Items listed in a dataset
□ □ □ □ □

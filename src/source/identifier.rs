//! Build source identifiers
//!
//! The solver reports every source it resolved as `<scheme>://<rest>` with
//! the pin it resolved to. Identifiers are parsed into typed values so the
//! merger can canonicalize each kind.

use super::reference::ImageReference;
use crate::error::{BuildInfoError, BuildInfoResult};
use std::fmt;
use std::str::FromStr;

const DOCKER_IMAGE_SCHEME: &str = "docker-image";
const GIT_SCHEME: &str = "git";
const HTTP_SCHEME: &str = "http";
const HTTPS_SCHEME: &str = "https";
const LOCAL_SCHEME: &str = "local";
const OCI_LAYOUT_SCHEME: &str = "oci-layout";

/// Prefixes that already name a git transport
const GIT_TRANSPORTS: &[&str] = &["http://", "https://", "git://", "ssh://", "git@"];

/// A parsed build source identifier
#[derive(Debug, Clone, PartialEq, Eq)]
pub enum Identifier {
    /// Container image
    Image(ImageReference),

    /// Git repository
    Git(GitIdentifier),

    /// HTTP(S) artifact
    Http(String),

    /// Local directory sent by the client
    Local(String),

    /// Image from an OCI layout store
    OciLayout(String),
}

/// Git repository with optional ref and subdirectory
#[derive(Debug, Clone, PartialEq, Eq)]
pub struct GitIdentifier {
    pub remote: String,
    pub git_ref: Option<String>,
    pub subdir: Option<String>,
}

impl GitIdentifier {
    /// Parse `<remote>[#<ref>[:<subdir>]]`
    pub fn parse(remote_url: &str) -> Result<Self, &'static str> {
        let remote_url = if GIT_TRANSPORTS.iter().any(|t| remote_url.starts_with(t)) {
            remote_url.to_string()
        } else {
            format!("https://{}", remote_url)
        };

        let (remote, fragment) = match remote_url.split_once('#') {
            Some((remote, fragment)) => (remote, Some(fragment)),
            None => (remote_url.as_str(), None),
        };

        let host = remote
            .split_once("://")
            .map_or(remote, |(_, rest)| rest)
            .trim_start_matches("git@");
        if host.is_empty() {
            return Err("empty git remote");
        }

        let (git_ref, subdir) = match fragment {
            Some(fragment) => match fragment.split_once(':') {
                Some((git_ref, subdir)) => (non_empty(git_ref), non_empty(subdir)),
                None => (non_empty(fragment), None),
            },
            None => (None, None),
        };

        Ok(Self {
            remote: remote.to_string(),
            git_ref,
            subdir,
        })
    }
}

impl fmt::Display for GitIdentifier {
    /// Composite key `remote[#ref][:subdir]`
    fn fmt(&self, f: &mut fmt::Formatter<'_>) -> fmt::Result {
        write!(f, "{}", self.remote)?;
        if let Some(ref git_ref) = self.git_ref {
            write!(f, "#{}", git_ref)?;
        }
        if let Some(ref subdir) = self.subdir {
            write!(f, ":{}", subdir)?;
        }
        Ok(())
    }
}

fn non_empty(s: &str) -> Option<String> {
    (!s.is_empty()).then(|| s.to_string())
}

impl Identifier {
    /// Parse a `<scheme>://<rest>` build source string
    pub fn parse(s: &str) -> BuildInfoResult<Self> {
        let Some((scheme, rest)) = s.split_once("://") else {
            return Err(BuildInfoError::identifier(s, "missing scheme"));
        };

        match scheme {
            DOCKER_IMAGE_SCHEME => {
                let reference = ImageReference::parse_normalized(rest)?.with_default_tag();
                Ok(Self::Image(reference))
            }
            GIT_SCHEME => GitIdentifier::parse(rest)
                .map(Self::Git)
                .map_err(|reason| BuildInfoError::identifier(s, reason)),
            HTTP_SCHEME | HTTPS_SCHEME => {
                if rest.is_empty() || rest.starts_with('/') {
                    return Err(BuildInfoError::identifier(s, "missing host"));
                }
                Ok(Self::Http(s.to_string()))
            }
            LOCAL_SCHEME => Ok(Self::Local(rest.to_string())),
            OCI_LAYOUT_SCHEME => Ok(Self::OciLayout(rest.to_string())),
            other => Err(BuildInfoError::identifier(
                s,
                format!("unknown scheme {}", other),
            )),
        }
    }
}

impl FromStr for Identifier {
    type Err = BuildInfoError;

    fn from_str(s: &str) -> Result<Self, Self::Err> {
        Self::parse(s)
    }
}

□ □ □ □ □

All the records above need to be printed exactly.

filename src/source/identifier.rs
//! Build source identifiers
//!
//! The solver reports every source it resolved as `<scheme>://<rest>` with
//! the pin it resolved to. Identifiers are parsed into typed values so the
//! merger can canonicalize each kind.

use super::reference::ImageReference;
use crate::error::{BuildInfoError, BuildInfoResult};
use std::fmt;
use std::str::FromStr;

const DOCKER_IMAGE_SCHEME: &str = "docker-image";
const GIT_SCHEME: &str = "git";
const HTTP_SCHEME: &str = "http";
const HTTPS_SCHEME: &str = "https";
const LOCAL_SCHEME: &str = "local";
const OCI_LAYOUT_SCHEME: &str = "oci-layout";

/// Prefixes that already name a git transport
const GIT_TRANSPORTS: &[&str] = &["http://", "https://", "git://", "ssh://", "git@"];

/// A parsed build source identifier
#[derive(Debug, Clone, PartialEq, Eq)]
pub enum Identifier {
    /// Container image
    Image(ImageReference),

    /// Git repository
    Git(GitIdentifier),

    /// HTTP(S) artifact
    Http(String),

    /// Local directory sent by the client
    Local(String),

    /// Image from an OCI layout store
    OciLayout(String),
}

/// Git repository with optional ref and subdirectory
#[derive(Debug, Clone, PartialEq, Eq)]
pub struct GitIdentifier {
    pub remote: String,
    pub git_ref: Option<String>,
    pub subdir: Option<String>,
}

impl GitIdentifier {
    /// Parse `<remote>[#<ref>[:<subdir>]]`
    pub fn parse(remote_url: &str) -> Result<Self, &'static str> {
        let remote_url = if GIT_TRANSPORTS.iter().any(|t| remote_url.starts_with(t)) {
            remote_url.to_string()
        } else {
            format!("https://{}", remote_url)
        };

        let (remote, fragment) = match remote_url.split_once('#') {
            Some((remote, fragment)) => (remote, Some(fragment)),
            None => (remote_url.as_str(), None),
        };

        let host = remote
            .split_once("://")
            .map_or(remote, |(_, rest)| rest)
            .trim_start_matches("git@");
        if host.is_empty() {
            return Err("empty git remote");
        }

        let (git_ref, subdir) = match fragment {
            Some(fragment) => match fragment.split_once(':') {
                Some((git_ref, subdir)) => (non_empty(git_ref), non_empty(subdir)),
                None => (non_empty(fragment), None),
            },
            None => (None, None),
        };

        Ok(Self {
            remote: remote.to_string(),
            git_ref,
            subdir,
        })
    }
}

impl fmt::Display for GitIdentifier {
    /// Composite key `remote[#ref][:subdir]`
    fn fmt(&self, f: &mut fmt::Formatter<'_>) -> fmt::Result {
        write!(f, "{}", self.remote)?;
        if let Some(ref git_ref) = self.git_ref {
            write!(f, "#{}", git_ref)?;
        }
        if let Some(ref subdir) = self.subdir {
            write!(f, ":{}", subdir)?;
        }
        Ok(())
    }
}

fn non_empty(s: &str) -> Option<String> {
    (!s.is_empty()).then(|| s.to_string())
}

impl Identifier {
    /// Parse a `<scheme>://<rest>` build source string
    pub fn parse(s: &str) -> BuildInfoResult<Self> {
        let Some((scheme, rest)) = s.split_once("://") else {
            return Err(BuildInfoError::identifier(s, "missing scheme"));
        };

        match scheme {
            DOCKER_IMAGE_SCHEME => {
                let reference = ImageReference::parse_normalized(rest)?.with_default_tag();
                Ok(Self::Image(reference))
            }
            GIT_SCHEME => GitIdentifier::parse(rest)
                .map(Self::Git)
                .map_err(|reason| BuildInfoError::identifier(s, reason)),
            HTTP_SCHEME | HTTPS_SCHEME => {
                if rest.is_empty() || rest.starts_with('/') {
                    return Err(BuildInfoError::identifier(s, "missing host"));
                }
                Ok(Self::Http(s.to_string()))
            }
            LOCAL_SCHEME => Ok(Self::Local(rest.to_string())),
            OCI_LAYOUT_SCHEME => Ok(Self::OciLayout(rest.to_string())),
            other => Err(BuildInfoError::identifier(
                s,
                format!("unknown scheme {}", other),
            )),
        }
    }
}

impl FromStr for Identifier {
    type Err = BuildInfoError;

    fn from_str(s: &str) -> Result<Self, Self::Err> {
        Self::parse(s)
    }
}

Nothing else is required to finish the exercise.